**PROBLEM DETAILS**
Only the lines from the start of the entries through the line with "Documents are keyed" are wanted; please output them exactly.

**Stored items**
//! # Catalog
//!
//! Domain vocabulary shared by the API server and the smoke tester.
//!
//! Every document stored by the back-office lives here: products and their
//! colour/size matrix, the curated sections, admin accounts, the notification
//! feed and page-view counters. Closed value sets (availability, seasons,
//! colours, sizes, roles, notification titles) are plain enums implementing
//! [`Vocabulary`], so the validator can check raw payload strings against the
//! exact same lists the typed documents serialize to.
//!
//! ## Identifiers
//!
//! Documents are keyed by an opaque 24 hex digit string stored in `_id`. The
//! server mints them; this crate only carries them around.
//!
//! ## Timestamps
//!
//! Stored and returned as RFC 3339 strings with millisecond precision in UTC,
//! see [`timestamp`]. Fixed width keeps them ordered under plain string
//! comparison, which the document store relies on for date range filters.

pub mod admins;
pub mod notifications;
pub mod products;
pub mod sections;
pub mod timestamp;
pub mod traffic;

/// A closed set of string values.
pub trait Vocabulary: Sized + Copy + 'static {
    const ALL: &'static [Self];

    fn as_str(&self) -> &'static str;

    fn parse(value: &str) -> Option<Self> {
        Self::ALL.iter().copied().find(|item| item.as_str() == value)
    }

    fn names() -> Vec<&'static str> {
        Self::ALL.iter().map(Self::as_str).collect()
    }
}
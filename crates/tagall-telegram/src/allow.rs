//! Who may start (and cancel) a tagging run.
//!
//! Deny-by-default: an empty `allow_users` list admits nobody unless
//! `allow_admins` lets the chat's administrators through.

use teloxide::prelude::*;
use teloxide::types::User;
use tracing::debug;

use tagall_core::TelegramConfig;

/// Returns `true` when `allow_users` names the user.
///
/// Entries are `"*"`, a numeric user id, or a username with or without the
/// leading `@`. Usernames compare case-insensitively, as Telegram treats them.
pub fn is_listed(allow_users: &[String], username: Option<&str>, user_id: u64) -> bool {
    let id = user_id.to_string();
    allow_users.iter().any(|entry| {
        let entry = entry.trim();
        if entry == "*" || entry == id {
            return true;
        }
        match (entry.strip_prefix('@').unwrap_or(entry), username) {
            (name, Some(username)) if !name.is_empty() => name.eq_ignore_ascii_case(username),
            _ => false,
        }
    })
}

/// Full permission check: the allowlist, then chat administrators if enabled.
pub async fn may_tag(bot: &Bot, config: &TelegramConfig, chat_id: ChatId, user: &User) -> bool {
    if is_listed(&config.allow_users, user.username.as_deref(), user.id.0) {
        return true;
    }
    if !config.allow_admins {
        return false;
    }
    match bot.get_chat_member(chat_id, user.id).await {
        Ok(member) => member.kind.is_privileged(),
        Err(e) => {
            debug!(chat_id = chat_id.0, user_id = user.id.0, error = %e, "tagall: admin lookup failed");
            false
        }
    }
}
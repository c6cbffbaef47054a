use thiserror::Error;

#[derive(Debug, Error)]
pub enum CoreError {
    #[error("Configuration error: {0}")]
    Config(String),

    #[error("Invalid option `{option}`: {reason}")]
    InvalidOption {
        option: &'static str,
        reason: String,
    },
}

impl CoreError {
    /// Short error code string used in log fields.
    pub fn code(&self) -> &'static str {
        match self {
            CoreError::Config(_) => "CONFIG_ERROR",
            CoreError::InvalidOption { .. } => "INVALID_OPTION",
        }
    }
}

pub type Result<T> = std::result::Result<T, CoreError>;
//! The transient status message shown while tagging is in progress.

use std::sync::Arc;

use async_trait::async_trait;

use crate::error::DeliveryError;
use crate::token::CancellationToken;

/// An editable, deletable status message.
#[async_trait]
pub trait StatusHandle: Send + Sync {
    async fn edit(&self, html: &str) -> Result<(), DeliveryError>;

    async fn delete(&self) -> Result<(), DeliveryError>;
}

/// Creates status messages carrying a single cancel button.
#[async_trait]
pub trait StatusFactory: Send + Sync {
    /// Post `html` to `chat_id` with a button labelled `cancel_label`.
    ///
    /// Pressing the button must call [`CancellationToken::stop`] on `token`
    /// and acknowledge the press.
    async fn open(
        &self,
        chat_id: i64,
        html: &str,
        cancel_label: &str,
        token: CancellationToken,
    ) -> Result<Arc<dyn StatusHandle>, DeliveryError>;
}
/// Errors produced by the Telegram adapter.
#[derive(Debug, thiserror::Error)]
pub enum TelegramError {
    #[error("teloxide error: {0}")]
    Teloxide(#[from] teloxide::RequestError),

    #[error("no bot token configured")]
    NoToken,

    #[error(transparent)]
    Config(#[from] tagall_core::CoreError),
}
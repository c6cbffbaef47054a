pub mod config;
pub mod error;
pub mod strings;
pub mod types;

pub use config::{DeliveryConfig, TagAllOptions, TagallConfig, TelegramConfig};
pub use error::{CoreError, Result};
pub use strings::{Locale, Strings};
pub use types::{bot_chat_id, Batch, MemberId, MentionFragment, MessageRef, MENTION_GLYPH};
//! Telegram adapter.
//!
//! Wraps a teloxide `Bot` + `Dispatcher` and drives the long-polling event loop
//! until the process exits.

use std::sync::Arc;

use teloxide::prelude::*;
use tracing::info;

use tagall_core::{DeliveryConfig, TagallConfig, TelegramConfig};
use tagall_delivery::TagAll;

use crate::error::TelegramError;
use crate::handler::{handle_callback, handle_message};
use crate::helper::HelperBot;
use crate::messenger::BotMessenger;
use crate::roster::{ChatMembers, Roster};
use crate::status::{CancelRegistry, InlineForms};

/// Shared state handed to every handler.
pub struct TagallState {
    pub config: TelegramConfig,
    pub tagall: TagAll,
    pub registry: Arc<CancelRegistry>,
    pub roster: Arc<Roster>,
    pub bot_username: String,
}

pub struct TelegramAdapter {
    config: TagallConfig,
    delivery: DeliveryConfig,
}

impl TelegramAdapter {
    /// Validate the configuration; nothing is contacted yet.
    pub fn new(config: &TagallConfig) -> Result<Self, TelegramError> {
        if config.telegram.bot_token.trim().is_empty() {
            return Err(TelegramError::NoToken);
        }
        let delivery = config.delivery()?;
        Ok(Self {
            config: config.clone(),
            delivery,
        })
    }

    /// Connect to Telegram and drive the long-polling loop.
    ///
    /// Runs for the lifetime of the process.
    pub async fn run(self) -> Result<(), TelegramError> {
        let bot = Bot::new(&self.config.telegram.bot_token);
        let me = bot.get_me().await?;
        let bot_username = me.username().to_string();

        let registry = Arc::new(CancelRegistry::new());
        let roster = Arc::new(Roster::new());

        let mut tagall = TagAll::new(
            self.delivery,
            self.config.locale.strings(),
            Arc::new(BotMessenger::new(bot.clone())),
            Arc::new(ChatMembers::new(bot.clone(), Arc::clone(&roster))),
            Arc::new(InlineForms::new(bot.clone(), Arc::clone(&registry))),
        );
        if let Some(token) = &self.config.telegram.helper_bot_token {
            tagall = tagall.with_bot(Arc::new(HelperBot::new(bot.clone(), Bot::new(token))));
        }

        let state = Arc::new(TagallState {
            config: self.config.telegram.clone(),
            tagall,
            registry,
            roster,
            bot_username: bot_username.clone(),
        });

        info!(bot = %bot_username, "Telegram: starting long-polling dispatcher");

        let handler = dptree::entry()
            .branch(Update::filter_message().endpoint(handle_message))
            .branch(Update::filter_callback_query().endpoint(handle_callback));

        Dispatcher::builder(bot, handler)
            .dependencies(dptree::deps![state])
            .default_handler(|_upd| async {})
            .enable_ctrlc_handler()
            .build()
            .dispatch()
            .await;

        Ok(())
    }
}
//! `/tagall_settings`: current delivery options with their descriptions.

use tagall_core::{DeliveryConfig, Strings};
use tagall_delivery::render::escape_html;

pub fn render_settings(strings: &Strings, config: &DeliveryConfig) -> String {
    let rows = [
        (
            "default_message",
            escape_html(&config.default_message),
            strings.doc_default_message,
        ),
        ("delete", config.delete.to_string(), strings.doc_delete),
        ("use_bot", config.use_bot.to_string(), strings.doc_use_bot),
        (
            "timeout",
            format!("{}", config.pause.as_secs_f64()),
            strings.doc_timeout,
        ),
        ("silent", config.silent.to_string(), strings.doc_silent),
        (
            "batch_size",
            config.batch_size.to_string(),
            strings.doc_batch_size,
        ),
    ];

    let mut out = String::from(strings.settings_header);
    for (name, value, doc) in rows {
        out.push_str(&format!("\n\n<b>{name}</b>: <code>{value}</code>\n<i>{doc}</i>"));
    }
    out
}
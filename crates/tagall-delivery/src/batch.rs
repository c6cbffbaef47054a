//! Grouping of a lazily produced mention stream into fixed-size batches.

use std::num::NonZeroUsize;

use async_stream::stream;
use futures_util::{Stream, StreamExt};

use tagall_core::{Batch, MentionFragment};

/// Group `fragments` into batches of `size`, preserving order.
///
/// Every batch holds exactly `size` fragments except possibly the last one,
/// which holds the remainder. Empty input yields no batches. The upstream is
/// pulled only as far as the consumer asks for batches; an upstream error is
/// yielded once and ends the stream.
pub fn batches<S, E>(fragments: S, size: NonZeroUsize) -> impl Stream<Item = Result<Batch, E>>
where
    S: Stream<Item = Result<MentionFragment, E>>,
{
    let size = size.get();
    stream! {
        let mut fragments = std::pin::pin!(fragments);
        let mut pending = Vec::with_capacity(size);
        while let Some(next) = fragments.next().await {
            match next {
                Ok(fragment) => {
                    pending.push(fragment);
                    if pending.len() == size {
                        let full = std::mem::replace(&mut pending, Vec::with_capacity(size));
                        yield Ok(Batch::from(full));
                    }
                }
                Err(e) => {
                    yield Err(e);
                    return;
                }
            }
        }
        if !pending.is_empty() {
            yield Ok(Batch::from(pending));
        }
    }
}

#[cfg(test)]
mod tests {
    use super::*;
    use futures_util::stream;
    use tagall_core::MemberId;

    fn fragments(n: u64) -> Vec<MentionFragment> {
        (1..=n).map(|id| MentionFragment::for_member(MemberId(id))).collect()
    }

    async fn collect(n: u64, size: usize) -> Vec<Batch> {
        let input = stream::iter(fragments(n).into_iter().map(Ok::<_, ()>));
        batches(input, NonZeroUsize::new(size).unwrap())
            .map(|b| b.unwrap())
            .collect()
            .await
    }

    #[tokio::test]
    async fn twelve_by_five_is_five_five_two() {
        let sizes: Vec<usize> = collect(12, 5).await.iter().map(Batch::len).collect();
        assert_eq!(sizes, vec![5, 5, 2]);
    }

    #[tokio::test]
    async fn exact_multiple_has_no_short_tail() {
        let sizes: Vec<usize> = collect(10, 5).await.iter().map(Batch::len).collect();
        assert_eq!(sizes, vec![5, 5]);
    }

    #[tokio::test]
    async fn empty_input_yields_nothing() {
        assert!(collect(0, 5).await.is_empty());
    }

    #[tokio::test]
    async fn count_and_order_hold_for_many_shapes() {
        for n in 0..30u64 {
            for size in 1..8usize {
                let out = collect(n, size).await;
                assert_eq!(out.len(), (n as usize).div_ceil(size), "n={n} size={size}");
                for (i, batch) in out.iter().enumerate() {
                    if i + 1 < out.len() {
                        assert_eq!(batch.len(), size);
                    } else {
                        assert!((1..=size).contains(&batch.len()));
                    }
                }
                let flat: Vec<MentionFragment> =
                    out.into_iter().flat_map(Batch::into_fragments).collect();
                assert_eq!(flat, fragments(n));
            }
        }
    }

    #[tokio::test]
    async fn upstream_error_ends_the_stream() {
        let input = stream::iter(vec![
            Ok(MentionFragment::for_member(MemberId(1))),
            Ok(MentionFragment::for_member(MemberId(2))),
            Err("boom"),
            Ok(MentionFragment::for_member(MemberId(3))),
        ]);
        let out: Vec<Result<Batch, &str>> =
            batches(input, NonZeroUsize::new(2).unwrap()).collect().await;
        assert_eq!(out.len(), 2);
        assert_eq!(out[0].as_ref().unwrap().len(), 2);
        assert_eq!(out[1], Err("boom"));
    }

    #[tokio::test]
    async fn upstream_is_pulled_lazily() {
        use std::sync::atomic::{AtomicUsize, Ordering};
        use std::sync::Arc;

        let pulled = Arc::new(AtomicUsize::new(0));
        let counter = Arc::clone(&pulled);
        let input = stream::iter(fragments(100)).map(move |f| {
            counter.fetch_add(1, Ordering::SeqCst);
            Ok::<_, ()>(f)
        });
        let mut out = std::pin::pin!(batches(input, NonZeroUsize::new(5).unwrap()));
        let first = out.next().await.unwrap().unwrap();
        assert_eq!(first.len(), 5);
        assert_eq!(pulled.load(Ordering::SeqCst), 5);
    }
}
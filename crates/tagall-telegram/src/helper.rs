//! The secondary ("helper") bot used in bot mode.
//!
//! The Bot API has no call that adds a bot to a group, so inviting the helper
//! means checking, through the primary bot, that it is already present.

use std::sync::Arc;

use async_trait::async_trait;
use teloxide::prelude::*;
use tokio::sync::OnceCell;
use tracing::{debug, info};

use tagall_delivery::{BotAccess, DeliveryError, Messenger};

use crate::messenger::BotMessenger;

pub struct HelperBot {
    primary: Bot,
    helper: Bot,
    helper_id: OnceCell<UserId>,
    messenger: Arc<BotMessenger>,
}

impl HelperBot {
    pub fn new(primary: Bot, helper: Bot) -> Self {
        let messenger = Arc::new(BotMessenger::new(helper.clone()));
        Self {
            primary,
            helper,
            helper_id: OnceCell::new(),
            messenger,
        }
    }

    async fn helper_id(&self) -> Result<UserId, teloxide::RequestError> {
        self.helper_id
            .get_or_try_init(|| async { self.helper.get_me().await.map(|me| me.user.id) })
            .await
            .copied()
    }
}

#[async_trait]
impl BotAccess for HelperBot {
    async fn invite(&self, chat_id: i64) -> Result<(), DeliveryError> {
        let helper_id = self
            .helper_id()
            .await
            .map_err(|e| DeliveryError::BotInvite(e.to_string()))?;
        let member = self
            .primary
            .get_chat_member(ChatId(chat_id), helper_id)
            .await
            .map_err(|e| DeliveryError::BotInvite(e.to_string()))?;
        if !member.kind.is_present() {
            return Err(DeliveryError::BotInvite(format!(
                "helper bot {helper_id} is not a member of chat {chat_id}"
            )));
        }
        debug!(chat_id, %helper_id, "tagall: helper bot present");
        Ok(())
    }

    async fn bind(&self) -> Result<(), DeliveryError> {
        let me = self
            .helper
            .get_me()
            .await
            .map_err(|e| DeliveryError::Session(e.to_string()))?;
        info!(username = me.username(), "tagall: helper bot session bound");
        Ok(())
    }

    fn messenger(&self) -> Arc<dyn Messenger> {
        self.messenger.clone()
    }
}
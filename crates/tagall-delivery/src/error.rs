use thiserror::Error;

/// Errors produced while running a tagging invocation.
#[derive(Debug, Error)]
pub enum DeliveryError {
    #[error("bot invitation failed: {0}")]
    BotInvite(String),

    #[error("bot session binding failed: {0}")]
    Session(String),

    #[error("send failed: {0}")]
    Send(String),

    #[error("delete failed: {0}")]
    Delete(String),

    #[error("member enumeration failed: {0}")]
    Members(String),

    #[error("status message failed: {0}")]
    Status(String),

    #[error(transparent)]
    Config(#[from] tagall_core::CoreError),
}

impl DeliveryError {
    /// Short error code string used in log fields.
    pub fn code(&self) -> &'static str {
        match self {
            DeliveryError::BotInvite(_) => "BOT_INVITE_FAILED",
            DeliveryError::Session(_) => "SESSION_FAILED",
            DeliveryError::Send(_) => "SEND_FAILED",
            DeliveryError::Delete(_) => "DELETE_FAILED",
            DeliveryError::Members(_) => "MEMBERS_FAILED",
            DeliveryError::Status(_) => "STATUS_FAILED",
            DeliveryError::Config(e) => e.code(),
        }
    }
}
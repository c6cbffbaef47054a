//! Messaging identities: the direct client and the secondary bot.

use std::sync::Arc;

use async_trait::async_trait;

use tagall_core::MessageRef;

use crate::error::DeliveryError;

/// Send/delete capability shared by every messaging identity.
#[async_trait]
pub trait Messenger: Send + Sync {
    /// Send `html` to `chat_id` and return the address of the new message.
    async fn send_message(&self, chat_id: i64, html: &str) -> Result<MessageRef, DeliveryError>;

    async fn delete_message(&self, message: MessageRef) -> Result<(), DeliveryError>;
}

/// Access to the secondary bot identity used in bot mode.
#[async_trait]
pub trait BotAccess: Send + Sync {
    /// Make the bot a member of `chat_id`.
    async fn invite(&self, chat_id: i64) -> Result<(), DeliveryError>;

    /// Bind the bot session for the current invocation.
    async fn bind(&self) -> Result<(), DeliveryError>;

    fn messenger(&self) -> Arc<dyn Messenger>;
}

/// The identity batch messages are sent from, chosen once per invocation.
#[derive(Clone)]
pub enum Identity {
    Direct(Arc<dyn Messenger>),
    Bot(Arc<dyn Messenger>),
}

impl Identity {
    pub fn label(&self) -> &'static str {
        match self {
            Identity::Direct(_) => "direct",
            Identity::Bot(_) => "bot",
        }
    }

    fn messenger(&self) -> &dyn Messenger {
        match self {
            Identity::Direct(m) | Identity::Bot(m) => m.as_ref(),
        }
    }
}

impl std::fmt::Debug for Identity {
    fn fmt(&self, f: &mut std::fmt::Formatter<'_>) -> std::fmt::Result {
        f.write_str(self.label())
    }
}

#[async_trait]
impl Messenger for Identity {
    async fn send_message(&self, chat_id: i64, html: &str) -> Result<MessageRef, DeliveryError> {
        self.messenger().send_message(chat_id, html).await
    }

    async fn delete_message(&self, message: MessageRef) -> Result<(), DeliveryError> {
        self.messenger().delete_message(message).await
    }
}
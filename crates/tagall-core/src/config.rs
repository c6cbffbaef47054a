use std::num::NonZeroUsize;
use std::time::Duration;

use figment::{
    providers::{Env, Format, Toml},
    Figment,
};
use serde::{Deserialize, Serialize};

use crate::error::{CoreError, Result};
use crate::strings::Locale;

pub const DEFAULT_MESSAGE: &str = "@all";
pub const DEFAULT_TIMEOUT_SECS: f64 = 0.1;
pub const DEFAULT_BATCH_SIZE: usize = 5;

/// Top-level config (tagall.toml + TAGALL_* env overrides).
#[derive(Debug, Clone, Serialize, Deserialize)]
pub struct TagallConfig {
    #[serde(default)]
    pub locale: Locale,
    pub telegram: TelegramConfig,
    #[serde(default)]
    pub tagall: TagAllOptions,
}

#[derive(Debug, Clone, Serialize, Deserialize)]
pub struct TelegramConfig {
    pub bot_token: String,
    /// Token of the secondary bot used when `tagall.use_bot` is set.
    #[serde(default)]
    pub helper_bot_token: Option<String>,
    /// Who may run `/tagall`: numeric ids or usernames, `"*"` for everyone.
    /// Empty means nobody (deny-by-default).
    #[serde(default)]
    pub allow_users: Vec<String>,
    /// When true, chat administrators may run `/tagall` in their chat.
    #[serde(default)]
    pub allow_admins: bool,
}

/// Raw tagging options as written in the config file.
///
/// Call [`TagAllOptions::resolve`] to obtain a validated [`DeliveryConfig`].
#[derive(Debug, Clone, Serialize, Deserialize)]
pub struct TagAllOptions {
    #[serde(default = "default_message")]
    pub default_message: String,
    #[serde(default)]
    pub delete: bool,
    #[serde(default)]
    pub use_bot: bool,
    /// Pause between tag messages, in seconds.
    #[serde(default = "default_timeout")]
    pub timeout: f64,
    #[serde(default)]
    pub silent: bool,
    #[serde(default = "default_batch_size")]
    pub batch_size: usize,
}

impl Default for TagAllOptions {
    fn default() -> Self {
        Self {
            default_message: default_message(),
            delete: false,
            use_bot: false,
            timeout: DEFAULT_TIMEOUT_SECS,
            silent: false,
            batch_size: DEFAULT_BATCH_SIZE,
        }
    }
}

impl TagAllOptions {
    /// Validate the raw options into an immutable delivery snapshot.
    pub fn resolve(&self) -> Result<DeliveryConfig> {
        if !self.timeout.is_finite() || self.timeout < 0.0 {
            return Err(CoreError::InvalidOption {
                option: "timeout",
                reason: format!("expected a non-negative number of seconds, got {}", self.timeout),
            });
        }
        let pause = Duration::try_from_secs_f64(self.timeout).map_err(|e| {
            CoreError::InvalidOption {
                option: "timeout",
                reason: e.to_string(),
            }
        })?;
        let batch_size =
            NonZeroUsize::new(self.batch_size).ok_or_else(|| CoreError::InvalidOption {
                option: "batch_size",
                reason: "must be at least 1".to_string(),
            })?;

        Ok(DeliveryConfig {
            default_message: self.default_message.clone(),
            delete: self.delete,
            use_bot: self.use_bot,
            pause,
            silent: self.silent,
            batch_size,
        })
    }
}

/// Validated configuration for one tagging invocation.
#[derive(Debug, Clone, PartialEq, Eq)]
pub struct DeliveryConfig {
    pub default_message: String,
    pub delete: bool,
    pub use_bot: bool,
    pub pause: Duration,
    pub silent: bool,
    pub batch_size: NonZeroUsize,
}

impl Default for DeliveryConfig {
    fn default() -> Self {
        Self {
            default_message: default_message(),
            delete: false,
            use_bot: false,
            pause: Duration::from_millis(100),
            silent: false,
            batch_size: NonZeroUsize::new(DEFAULT_BATCH_SIZE).unwrap_or(NonZeroUsize::MIN),
        }
    }
}

fn default_message() -> String {
    DEFAULT_MESSAGE.to_string()
}
fn default_timeout() -> f64 {
    DEFAULT_TIMEOUT_SECS
}
fn default_batch_size() -> usize {
    DEFAULT_BATCH_SIZE
}

impl TagallConfig {
    /// Load config from a TOML file with TAGALL_* env var overrides.
    ///
    /// Nested keys are separated by a double underscore in env vars,
    /// e.g. `TAGALL_TELEGRAM__BOT_TOKEN` or `TAGALL_TAGALL__USE_BOT`.
    pub fn load(config_path: Option<&str>) -> Result<Self> {
        let path = config_path
            .map(String::from)
            .unwrap_or_else(default_config_path);

        Self::from_figment(
            Figment::new()
                .merge(Toml::file(&path))
                .merge(Env::prefixed("TAGALL_").split("__")),
        )
    }

    pub fn from_figment(figment: Figment) -> Result<Self> {
        figment
            .extract()
            .map_err(|e| CoreError::Config(e.to_string()))
    }

    /// Resolve the delivery snapshot and check it against the Telegram setup.
    pub fn delivery(&self) -> Result<DeliveryConfig> {
        let delivery = self.tagall.resolve()?;
        if delivery.use_bot && self.telegram.helper_bot_token.is_none() {
            return Err(CoreError::InvalidOption {
                option: "use_bot",
                reason: "requires telegram.helper_bot_token".to_string(),
            });
        }
        tracing::debug!(
            delete = delivery.delete,
            use_bot = delivery.use_bot,
            pause = ?delivery.pause,
            silent = delivery.silent,
            batch_size = delivery.batch_size.get(),
            "delivery config resolved"
        );
        Ok(delivery)
    }
}

fn default_config_path() -> String {
    let home = std::env::var("HOME").unwrap_or_else(|_| ".".to_string());
    format!("{}/.tagall/tagall.toml", home)
}
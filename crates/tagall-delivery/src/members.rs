use futures_util::stream::BoxStream;

use tagall_core::MemberId;

use crate::error::DeliveryError;

/// Lazy enumeration of the members of a chat.
pub trait MemberSource: Send + Sync {
    /// Stream the members of `chat_id`. The stream is finite and consumed once.
    fn members(&self, chat_id: i64) -> BoxStream<'static, Result<MemberId, DeliveryError>>;
}
//! Shared stop flag for one tagging invocation.

/// Cancellation flag shared between the delivery loop, its watcher and the
/// cancel button handler.
///
/// Starts active; [`stop`](Self::stop) flips it to inactive for good. Clones
/// share the same flag.
#[derive(Debug, Clone)]
pub struct CancellationToken(tokio_util::sync::CancellationToken);

impl CancellationToken {
    pub fn new() -> Self {
        Self(tokio_util::sync::CancellationToken::new())
    }

    /// Request cancellation. Idempotent.
    pub fn stop(&self) {
        self.0.cancel();
    }

    /// Synchronous read of the flag.
    pub fn is_active(&self) -> bool {
        !self.0.is_cancelled()
    }
}

impl Default for CancellationToken {
    fn default() -> Self {
        Self::new()
    }
}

**TASK RESULT**
//! # Catalog
//!
//! Domain vocabulary shared by the API server and the smoke tester.
//!
//! Every document stored by the back-office lives here: products and their
//! colour/size matrix, the curated sections, admin accounts, the notification
//! feed and page-view counters. Closed value sets (availability, seasons,
//! colours, sizes, roles, notification titles) are plain enums implementing
//! [`Vocabulary`], so the validator can check raw payload strings against the
//! exact same lists the typed documents serialize to.
//!
//! ## Identifiers
//!
//! Documents are keyed by an opaque 24 hex digit string stored in `_id`. The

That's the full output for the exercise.